There is also a 'culture within the NHS which encourages bullying, and this stifles leadership potential'.

The report says bullying came in the form of 'direct threats, described as 'insultingly brutal' by one external observer, and 'distressingly macho' by another.'

While there are good, 'even exemplary', leaders, the report states 'there are not enough of them', particularly among commissioners. It says 'many managers stay in post for only two or three years while clinicians tend to remain at the same hospital for many years'. This has 'implications for the way in which trust develops between the two groups'.

Non-executive directors, however, had improved.

Stuck in the middle

NHS Confederation policy director and report author Nigel Edwards warned that the role of middle managers was in trouble.

'We need to look at how we can help them. It doesn't matter how good the leadership of an organisation is, if you don't have happy middle managers you can't deliver anything'.

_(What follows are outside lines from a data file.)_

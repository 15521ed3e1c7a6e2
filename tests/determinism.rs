use kaiju_arena::{
    DeterminismMode, EventKind, GameConfig, GameState, GreedyProvider, NoModifiers, PlayerId,
    RngSuite, ScriptedProvider, SeatConfig, TurnOrchestrator, ZoneSlot, begin_yield_flow,
};

fn cpu_config(seed: u64) -> GameConfig {
    GameConfig::new(vec![
        SeatConfig::cpu("Gigazaur"),
        SeatConfig::cpu("Mekka"),
        SeatConfig::cpu("Drakonis"),
        SeatConfig::cpu("Pandarax"),
    ])
    .seeded(seed)
}

fn run_match(seed: u64) -> TurnOrchestrator<GreedyProvider, NoModifiers> {
    let mut game = TurnOrchestrator::with_defaults(cpu_config(seed)).expect("valid config");
    game.start_game();
    game.run_until_idle();
    game
}

#[test]
fn identical_seeds_give_identical_matches() {
    let first = run_match(0x00C0_FFEE);
    let second = run_match(0x00C0_FFEE);
    assert_eq!(first.state().events(), second.state().events());
    assert_eq!(first.state().winner, second.state().winner);
    assert_eq!(first.phase_history(), second.phase_history());
    assert_eq!(first.now_ms(), second.now_ms());
}

#[test]
fn different_seeds_diverge() {
    let first = run_match(1);
    let second = run_match(2);
    assert_ne!(first.state().events(), second.state().events());
}

#[test]
fn replay_against_baseline_reports_no_drift() {
    let first = run_match(0xBA5E);
    let baseline = first.drift_detector().recorded().clone();

    let mut replay = TurnOrchestrator::with_defaults(cpu_config(0xBA5E)).expect("valid config");
    replay.drift_detector_mut().set_baseline(baseline);
    replay.start_game();
    replay.run_until_idle();

    assert!(
        !replay
            .state()
            .events()
            .iter()
            .any(|e| e.kind == EventKind::DriftDetected)
    );
}

#[test]
fn tampered_baseline_is_flagged() {
    let first = run_match(0xBA5E);
    let mut baseline = first.drift_detector().recorded().clone();
    let Some(snapshot) = baseline.values_mut().next() else {
        panic!("baseline has snapshots");
    };
    snapshot.players[0].health -= 1;

    let mut replay = TurnOrchestrator::with_defaults(cpu_config(0xBA5E)).expect("valid config");
    replay.drift_detector_mut().set_baseline(baseline);
    replay.start_game();
    replay.run_until_idle();

    let drift = replay
        .state()
        .events()
        .iter()
        .find(|e| e.kind == EventKind::DriftDetected)
        .expect("drift flagged");
    assert!(drift.payload["fields"][0].as_str().unwrap().contains("health"));
}

#[test]
fn free_mode_advisories_carry_no_seed() {
    let mut state = GameState::new(GameConfig::new(vec![
        SeatConfig::cpu("Attacker"),
        SeatConfig::human("Defender"),
    ]));
    state.zone.enter(ZoneSlot::Primary, PlayerId(1));
    let provider = ScriptedProvider::new();
    let suite = RngSuite::new(DeterminismMode::Free);
    begin_yield_flow(&mut state, &provider, &suite, PlayerId(0), 2);
    let batch = state.yield_batch.as_ref().expect("batch");
    assert!(batch.prompt_for(PlayerId(1)).expect("prompt").advisory.seed.is_none());
}

#[test]
fn seeded_advisories_replay_the_same_seed() {
    let run = |_: ()| {
        let mut state = GameState::new(
            GameConfig::new(vec![SeatConfig::cpu("Attacker"), SeatConfig::human("Defender")])
                .seeded(77),
        );
        state.zone.enter(ZoneSlot::Primary, PlayerId(1));
        let provider = ScriptedProvider::new();
        let suite = RngSuite::new(DeterminismMode::Seeded(77));
        begin_yield_flow(&mut state, &provider, &suite, PlayerId(0), 2);
        state
            .yield_batch
            .as_ref()
            .and_then(|b| b.prompt_for(PlayerId(1)))
            .and_then(|p| p.advisory.seed)
            .expect("seed tagged")
    };
    assert_eq!(run(()), run(()));
}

NHS North West chief executive Mike Farrar said managers needed to pay much more attention to developing the 'softer' people skills of middle managers.

'These skills are essential if we want to create sustainable leaders and they are what differentiates the great from the good because they require people having honest conversations about really difficult issues'.

Mr Edwards said it was imperative that managers had 'much better evidence and research available to them' to make changes, inform decision-making and get the support of clinicians.